//! Direct transport abstraction
//!
//! Defines what the negotiator needs from a direct channel: a connector
//! that produces offers and answers, links that accept the remote side's
//! answer and candidates, and a tagged event stream reporting what each
//! link is doing.

use async_trait::async_trait;
use serde_json::Value;
use std::fmt;
use thiserror::Error;

/// Identity of one direct link attempt
#[derive(Debug, Clone, Copy, PartialEq, Eq, Hash, PartialOrd, Ord)]
pub struct LinkId(pub u64);

impl fmt::Display for LinkId {
    fn fmt(&self, f: &mut fmt::Formatter<'_>) -> fmt::Result {
        write!(f, "link-{}", self.0)
    }
}

/// Events from a direct link to the negotiator
#[derive(Debug, Clone, PartialEq)]
pub enum LinkEvent {
    /// The channel is open both ways
    Opened { peer: String, link: LinkId },
    /// One frame arrived
    Data {
        peer: String,
        link: LinkId,
        payload: Vec<u8>,
    },
    /// The channel closed or failed
    Closed { peer: String, link: LinkId },
    /// A local dial target the remote side should also try
    LocalCandidate {
        peer: String,
        link: LinkId,
        candidate: Value,
    },
}

impl LinkEvent {
    pub fn peer(&self) -> &str {
        match self {
            LinkEvent::Opened { peer, .. }
            | LinkEvent::Data { peer, .. }
            | LinkEvent::Closed { peer, .. }
            | LinkEvent::LocalCandidate { peer, .. } => peer,
        }
    }

    pub fn link(&self) -> LinkId {
        match self {
            LinkEvent::Opened { link, .. }
            | LinkEvent::Data { link, .. }
            | LinkEvent::Closed { link, .. }
            | LinkEvent::LocalCandidate { link, .. } => *link,
        }
    }
}

impl fmt::Display for LinkEvent {
    fn fmt(&self, f: &mut fmt::Formatter<'_>) -> fmt::Result {
        match self {
            LinkEvent::Opened { peer, link } => write!(f, "Opened {{ peer: {}, link: {} }}", peer, link),
            LinkEvent::Data {
                peer,
                link,
                payload,
            } => write!(
                f,
                "Data {{ peer: {}, link: {}, len: {} }}",
                peer,
                link,
                payload.len()
            ),
            LinkEvent::Closed { peer, link } => write!(f, "Closed {{ peer: {}, link: {} }}", peer, link),
            LinkEvent::LocalCandidate { peer, link, .. } => {
                write!(f, "LocalCandidate {{ peer: {}, link: {} }}", peer, link)
            }
        }
    }
}

/// Errors that can occur in the transport layer
#[derive(Debug, Clone, PartialEq, Eq, Error)]
pub enum TransportError {
    #[error("Channel closed")]
    Closed,

    #[error("Connection failed: {0}")]
    ConnectionFailed(String),

    #[error("Send failed: {0}")]
    SendFailed(String),

    #[error("Invalid payload: {0}")]
    InvalidPayload(String),

    #[error("I/O error: {0}")]
    Io(String),

    #[error("Unreachable after {0} reconnect attempts")]
    Unreachable(u32),
}

impl From<std::io::Error> for TransportError {
    fn from(err: std::io::Error) -> Self {
        TransportError::Io(err.to_string())
    }
}

/// Creates direct links. One connector serves every peer of an endpoint.
#[async_trait]
pub trait DirectConnector: Send + Sync {
    /// Start a link as the initiator. Returns the link and the offer
    /// descriptor to send to `peer`.
    async fn offer(&self, peer: &str) -> Result<(Box<dyn DirectLink>, Value), TransportError>;

    /// Accept `offer` from `peer`. Returns the link and the answer
    /// descriptor to send back.
    async fn answer(
        &self,
        peer: &str,
        offer: &Value,
    ) -> Result<(Box<dyn DirectLink>, Value), TransportError>;
}

/// One direct link attempt to one peer
#[async_trait]
pub trait DirectLink: Send + Sync {
    fn id(&self) -> LinkId;

    /// Complete the handshake with the responder's answer (initiator only)
    async fn apply_answer(&self, answer: &Value) -> Result<(), TransportError>;

    /// Feed a remote candidate
    async fn add_candidate(&self, candidate: &Value) -> Result<(), TransportError>;

    /// Send one frame
    async fn send(&self, payload: &[u8]) -> Result<(), TransportError>;

    /// Tear down. No events for this link are emitted afterwards.
    fn close(&self);
}
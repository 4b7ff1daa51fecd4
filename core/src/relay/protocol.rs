//! Relay wire protocol — JSON frames exchanged with the relay
//!
//! One JSON object per WebSocket message, discriminated by `type`. Frames
//! sent by a party carry `to`; the relay rewrites them into frames carrying
//! `from` and never touches the payload fields.

use serde::{Deserialize, Serialize};
use serde_json::Value;
use thiserror::Error;

/// Confirmation text sent with every `registered` frame
pub const REGISTERED_MESSAGE: &str = "Successfully registered for signaling";

/// Request types the relay understands
pub const REQUEST_TYPES: &[&str] = &[
    "register",
    "offer",
    "answer",
    "ice-candidate",
    "message",
    "contact-request",
];

/// Relay protocol errors.
///
/// The `Display` text of each variant is exactly what goes back to the
/// sender inside an `error` frame.
#[derive(Debug, Clone, PartialEq, Eq, Error)]
pub enum RelayError {
    #[error("Address required for registration")]
    MissingAddress,
    #[error("Target user not found")]
    TargetNotFound,
    #[error("Target user not reachable")]
    TargetUnavailable,
    #[error("Unknown message type")]
    UnknownMessageType,
    #[error("Invalid message format")]
    InvalidFormat,
    #[error("Encoding error: {0}")]
    Encoding(String),
}

impl RelayError {
    /// Whether this error is about who a frame was for rather than what it said
    pub fn is_addressing(&self) -> bool {
        matches!(
            self,
            RelayError::MissingAddress | RelayError::TargetNotFound | RelayError::TargetUnavailable
        )
    }
}

/// A frame sent by a party to the relay
#[derive(Debug, Clone, PartialEq, Serialize, Deserialize)]
#[serde(tag = "type", rename_all = "kebab-case")]
pub enum RelayRequest {
    /// Bind the sending connection to an address
    Register {
        #[serde(default, skip_serializing_if = "Option::is_none")]
        address: Option<String>,
    },
    /// Session offer, optionally carrying the hex-encoded session key
    Offer {
        #[serde(default, skip_serializing_if = "Option::is_none")]
        to: Option<String>,
        #[serde(default)]
        offer: Value,
        #[serde(
            rename = "encryptionKey",
            default,
            skip_serializing_if = "Option::is_none"
        )]
        encryption_key: Option<String>,
    },
    /// Session answer
    Answer {
        #[serde(default, skip_serializing_if = "Option::is_none")]
        to: Option<String>,
        #[serde(default)]
        answer: Value,
    },
    /// Transport candidate for an in-progress negotiation
    IceCandidate {
        #[serde(default, skip_serializing_if = "Option::is_none")]
        to: Option<String>,
        #[serde(default)]
        candidate: Value,
    },
    /// Application message relayed because no direct channel exists
    Message {
        #[serde(default, skip_serializing_if = "Option::is_none")]
        to: Option<String>,
        #[serde(default)]
        encrypted: String,
        #[serde(default)]
        iv: String,
        #[serde(default)]
        hash: String,
    },
    /// Ask the target to add the sender as a contact
    ContactRequest {
        #[serde(default, skip_serializing_if = "Option::is_none")]
        to: Option<String>,
        #[serde(default, skip_serializing_if = "Option::is_none")]
        from: Option<String>,
    },
}

impl RelayRequest {
    /// Decode a raw frame.
    ///
    /// Anything that is not JSON is `InvalidFormat`. JSON whose `type` is
    /// missing or unrecognised is `UnknownMessageType`. A known type whose
    /// fields do not fit is `InvalidFormat` again.
    pub fn decode(raw: &str) -> Result<Self, RelayError> {
        let value: Value = serde_json::from_str(raw).map_err(|_| RelayError::InvalidFormat)?;

        match value.get("type").and_then(Value::as_str) {
            Some(kind) if REQUEST_TYPES.contains(&kind) => {
                serde_json::from_value(value).map_err(|_| RelayError::InvalidFormat)
            }
            _ => Err(RelayError::UnknownMessageType),
        }
    }

    /// Encode as a single JSON text frame
    pub fn encode(&self) -> Result<String, RelayError> {
        serde_json::to_string(self).map_err(|e| RelayError::Encoding(e.to_string()))
    }

    /// The address this frame should be forwarded to, if any
    pub fn target(&self) -> Option<&str> {
        match self {
            RelayRequest::Register { .. } => None,
            RelayRequest::Offer { to, .. }
            | RelayRequest::Answer { to, .. }
            | RelayRequest::IceCandidate { to, .. }
            | RelayRequest::Message { to, .. }
            | RelayRequest::ContactRequest { to, .. } => to.as_deref(),
        }
    }

    /// Wire name of the frame type
    pub fn message_type(&self) -> &'static str {
        match self {
            RelayRequest::Register { .. } => "register",
            RelayRequest::Offer { .. } => "offer",
            RelayRequest::Answer { .. } => "answer",
            RelayRequest::IceCandidate { .. } => "ice-candidate",
            RelayRequest::Message { .. } => "message",
            RelayRequest::ContactRequest { .. } => "contact-request",
        }
    }

    /// Rewrite a party's request into the frame its target receives.
    ///
    /// `sender` is the sender's registered address. Payload fields move
    /// across untouched. Returns `None` for `register`, which is never
    /// forwarded.
    pub fn into_forwarded(self, sender: Option<String>) -> Option<RelayEvent> {
        let event = match self {
            RelayRequest::Register { .. } => return None,
            RelayRequest::Offer {
                offer,
                encryption_key,
                ..
            } => RelayEvent::Offer {
                from: sender,
                offer,
                encryption_key,
            },
            RelayRequest::Answer { answer, .. } => RelayEvent::Answer {
                from: sender,
                answer,
            },
            RelayRequest::IceCandidate { candidate, .. } => RelayEvent::IceCandidate {
                from: sender,
                candidate,
            },
            RelayRequest::Message {
                encrypted,
                iv,
                hash,
                ..
            } => RelayEvent::Message {
                from: sender,
                encrypted,
                iv,
                hash,
            },
            // A self-declared sender wins over the registration.
            RelayRequest::ContactRequest { from, .. } => RelayEvent::ContactRequest {
                from: from.or(sender),
            },
        };
        Some(event)
    }
}

/// A frame delivered by the relay to a party
#[derive(Debug, Clone, PartialEq, Serialize, Deserialize)]
#[serde(tag = "type", rename_all = "kebab-case")]
pub enum RelayEvent {
    /// Registration accepted
    Registered { address: String, message: String },
    /// The previous request could not be handled
    Error { message: String },
    Offer {
        from: Option<String>,
        #[serde(default)]
        offer: Value,
        #[serde(
            rename = "encryptionKey",
            default,
            skip_serializing_if = "Option::is_none"
        )]
        encryption_key: Option<String>,
    },
    Answer {
        from: Option<String>,
        #[serde(default)]
        answer: Value,
    },
    IceCandidate {
        from: Option<String>,
        #[serde(default)]
        candidate: Value,
    },
    Message {
        from: Option<String>,
        #[serde(default)]
        encrypted: String,
        #[serde(default)]
        iv: String,
        #[serde(default)]
        hash: String,
    },
    ContactRequest { from: Option<String> },
}

impl RelayEvent {
    /// Build the error frame for a failed request
    pub fn error(err: &RelayError) -> Self {
        RelayEvent::Error {
            message: err.to_string(),
        }
    }

    /// Decode a raw frame received from the relay
    pub fn decode(raw: &str) -> Result<Self, RelayError> {
        serde_json::from_str(raw).map_err(|_| RelayError::InvalidFormat)
    }

    /// Encode as a single JSON text frame
    pub fn encode(&self) -> Result<String, RelayError> {
        serde_json::to_string(self).map_err(|e| RelayError::Encoding(e.to_string()))
    }

    /// Wire name of the frame type
    pub fn message_type(&self) -> &'static str {
        match self {
            RelayEvent::Registered { .. } => "registered",
            RelayEvent::Error { .. } => "error",
            RelayEvent::Offer { .. } => "offer",
            RelayEvent::Answer { .. } => "answer",
            RelayEvent::IceCandidate { .. } => "ice-candidate",
            RelayEvent::Message { .. } => "message",
            RelayEvent::ContactRequest { .. } => "contact-request",
        }
    }
}

/// Entry in the relay's online-user listing
#[derive(Debug, Clone, PartialEq, Eq, Serialize, Deserialize)]
#[serde(rename_all = "camelCase")]
pub struct OnlineUser {
    pub address: String,
    pub is_online: bool,
    pub last_seen: u64,
}

// ============================================================================
// TESTS
// ============================================================================
//! Rendezvous Relay
//!
//! An address-keyed switchboard: parties register an address, then hand the
//! relay negotiation (and fallback message) frames addressed to each other.
//! The relay forwards, it never stores and it never reads payloads.

pub mod client;
pub mod protocol;
pub mod registry;
pub mod router;

pub use client::{RelayLink, RelayLinkConfig};
pub use protocol::{OnlineUser, RelayError, RelayEvent, RelayRequest, REGISTERED_MESSAGE};
pub use registry::{ConnectionId, Registry};
pub use router::{RelayPeer, Router};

***

- Task brief -
Return exactly the opening lines of the listing above, ending with the line that has "payload.len()".

- Expected output -
//! Direct transport abstraction
//!
//! Defines what the negotiator needs from a direct channel: a connector
//! that produces offers and answers, links that accept the remote side's
//! answer and candidates, and a tagged event stream reporting what each
//! link is doing.

use async_trait::async_trait;
use serde_json::Value;
use std::fmt;
use thiserror::Error;

/// Identity of one direct link attempt
#[derive(Debug, Clone, Copy, PartialEq, Eq, Hash, PartialOrd, Ord)]
pub struct LinkId(pub u64);

impl fmt::Display for LinkId {
    fn fmt(&self, f: &mut fmt::Formatter<'_>) -> fmt::Result {
        write!(f, "link-{}", self.0)
    }
}

/// Events from a direct link to the negotiator
#[derive(Debug, Clone, PartialEq)]
pub enum LinkEvent {
    /// The channel is open both ways
    Opened { peer: String, link: LinkId },
    /// One frame arrived
    Data {
        peer: String,
        link: LinkId,
        payload: Vec<u8>,
    },
    /// The channel closed or failed
    Closed { peer: String, link: LinkId },
    /// A local dial target the remote side should also try
    LocalCandidate {
        peer: String,
        link: LinkId,
        candidate: Value,
    },
}

impl LinkEvent {
    pub fn peer(&self) -> &str {
        match self {
            LinkEvent::Opened { peer, .. }
            | LinkEvent::Data { peer, .. }
            | LinkEvent::Closed { peer, .. }
            | LinkEvent::LocalCandidate { peer, .. } => peer,
        }
    }

    pub fn link(&self) -> LinkId {
        match self {
            LinkEvent::Opened { link, .. }
            | LinkEvent::Data { link, .. }
            | LinkEvent::Closed { link, .. }
            | LinkEvent::LocalCandidate { link, .. } => *link,
        }
    }
}

impl fmt::Display for LinkEvent {
    fn fmt(&self, f: &mut fmt::Formatter<'_>) -> fmt::Result {
        match self {
            LinkEvent::Opened { peer, link } => write!(f, "Opened {{ peer: {}, link: {} }}", peer, link),
            LinkEvent::Data {
                peer,
                link,
                payload,
            } => write!(
                f,
                "Data {{ peer: {}, link: {}, len: {} }}",
                peer,
                link,
                payload.len()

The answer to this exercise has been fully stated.